Women taking antidepressants who anticipate having a baby are advised to discuss these risks with their physicians.

WASHINGTON, DC, US, May 26, 2022 /EINPresswire.com/ — Expectant mothers who take antidepressants during their pregnancy increase the risk of their babies being born moderately early and underweight, as well as more likely to need hospitalization and to experience withdrawal symptoms after birth, a new study concluded. The researchers advised physicians to discuss these risks with women taking antidepressants who plan to conceive or who find out they are pregnant.

Citing the inconclusive results of previous studies on the link between antidepressants and adverse outcomes for newborns, researchers led by Anna-Sophie Rommel, Ph.D., of the Icahn School of Medicine at Mount Sinai in New York City, conducted a comprehensive analysis of data from over 45,000 babies born from 1997-2015, comparing the outcomes for mothers who only used antidepressants before pregnancy and those who continued during their pregnancy.

After adjusting for confounding factors, researchers found that the use of antidepressants during pregnancy resulted in a 1.43 times greater risk for a preterm birth (at 32 to 37 weeks), a 1.28 times greater risk for a moderately low birth weight, and a 1.52 times greater risk for the baby needing neonatal hospitalization compared to mothers who had discontinued the drugs. The risk for the newborn experiencing withdrawal symptoms, or postnatal adaptation syndrome, was more than doubled, increasing by 2.59 times.

The researchers advise treating physicians to discuss these risks to those anticipating motherhood so they can make an informed decision together with the doctor. “The potential risks related to antidepressant use during pregnancy should be explained to antidepressant-treated individuals who wish to conceive or who discover their pregnancy to allow an informed decision,” the researchers wrote.

Previous research has found that the withdrawal symptoms of postnatal adaptation syndrome occur in up to 30% of babies born to mothers taking antidepressants. Those symptoms include excessive crying, irritability, jitteriness, feeding problems, respiratory distress, and hypoglycemia.

Antidepressants have also been linked to birth defects. The Citizens Commission on Human Rights (CCHR) database of psychiatric drugs side effects (www.cchrint.org/psychdrugdangers) currently lists 23 research studies and 16 drug regulatory agency warnings about the risk of certain birth defects from these drugs.

Other harmful side effects of antidepressants include emotional dulling, insomnia, sexual dysfunction, anxiety, irritability, hostility, aggressiveness, loss of judgment, and the impulsivity and mania that can lead to violence and suicide.

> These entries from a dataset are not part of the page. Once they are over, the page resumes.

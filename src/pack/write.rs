//! P5 -- Write-out: populate the persistent `splits`/`frags` tables in
//! final-id order.
//!
//! `splits.val` holds the head fragment's bytes (or nil, for a blob that
//! was nil to begin with). `frags.val` holds the tail fragment's bytes,
//! written only for splits that still have two fragments after the undo
//! pass in P3. A source blob that was split into two fragments is read
//! twice -- once per fragment -- rather than cached, matching the
//! reference's documented tradeoff against a later vacuum pass.

use anyhow::{Context as _, Result};
use rusqlite::Connection;

use crate::context::Context;
use crate::open::BLOB_TABLE;
use crate::state::PackState;

pub fn write(ctx: &Context, state: &PackState) -> Result<()> {
    create_output_tables(&ctx.conn)?;

    eprintln!("Writing output splits...");
    write_splits(&ctx.conn, state)?;

    eprintln!("Writing output fragments...");
    write_frags(&ctx.conn, state)?;

    Ok(())
}

fn create_output_tables(conn: &Connection) -> Result<()> {
    conn.execute_batch(
        "CREATE TABLE splits(id INTEGER PRIMARY KEY, val BLOB);
         CREATE TABLE frags(id INTEGER PRIMARY KEY, val BLOB);",
    )
    .context("failed to create output tables")
}

fn write_splits(conn: &Connection, state: &PackState) -> Result<()> {
    let sql = format!("SELECT substr(val, 1, ?1) FROM source.{BLOB_TABLE} WHERE id = ?2");
    let mut read_head = conn
        .prepare(&sql)
        .context("sqlite3_prepare(write_splits read)")?;
    let mut insert = conn
        .prepare("INSERT INTO splits(id, val) VALUES (?1, ?2)")
        .context("sqlite3_prepare(write_splits insert)")?;

    let mut ordered: Vec<&crate::state::Split> = state.splits.iter().collect();
    ordered.sort_by_key(|s| s.final_id.expect("split missing final_id after P4"));

    for split in ordered {
        let final_id = split.final_id.unwrap();
        let head = state.head_fragment(split.split_id);

        let val: Option<Vec<u8>> = match head {
            None => None,
            Some(frag) => {
                let bytes: Vec<u8> = read_head
                    .query_row((frag.size, split.split_id), |row| row.get(0))
                    .context("sqlite3_step(write_splits read)")?;
                Some(bytes)
            }
        };

        insert
            .execute((final_id, val))
            .context("sqlite3_step(write_splits insert)")?;
    }

    Ok(())
}

fn write_frags(conn: &Connection, state: &PackState) -> Result<()> {
    let sql = format!("SELECT substr(val, ?1, ?2) FROM source.{BLOB_TABLE} WHERE id = ?3");
    let mut read_tail = conn
        .prepare(&sql)
        .context("sqlite3_prepare(write_frags read)")?;
    let mut insert = conn
        .prepare("INSERT INTO frags(id, val) VALUES (?1, ?2)")
        .context("sqlite3_prepare(write_frags insert)")?;

    let mut ordered: Vec<&crate::state::Fragment> = state
        .fragments
        .iter()
        .filter(|f| f.offset != 0)
        .collect();
    ordered.sort_by_key(|f| f.final_id.expect("fragment missing final_id after P4"));

    for frag in ordered {
        let split_final_id = state.split(frag.split_id).final_id.unwrap();
        // substr is 1-indexed.
        let bytes: Vec<u8> = read_tail
            .query_row((frag.offset + 1, frag.size, frag.split_id), |row| row.get(0))
            .context("sqlite3_step(write_frags read)")?;
        insert
            .execute((split_final_id, bytes))
            .context("sqlite3_step(write_frags insert)")?;
    }

    Ok(())
}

Many people have trouble discontinuing their antidepressants because of the withdrawal symptoms they experience. Researchers James Davies, Ph.D., co-founder of the U.K.-based Council for Evidence-based Psychiatry, and John Read, Ph.D., of the University of East London, conducted an analysis of 23 peer-reviewed studies on the withdrawal from antidepressants. Their study, published in Addictive Behaviors in 2019, found that more than half (56%) of people who attempt to come off antidepressants suffer withdrawal effects, with nearly half (46%) of them rating those effects as “severe.”

Common withdrawal effects include dizziness, impaired balance, fatigue, headache, nausea, vomiting, insomnia, and irritability. Other symptoms that may be experienced include flu-like symptoms, tremors, electric shock-like sensations (“brain zaps” or “body zaps”), nightmares, confusion, agitation, anxiety, mood swings, mania, depression, and suicidal thoughts.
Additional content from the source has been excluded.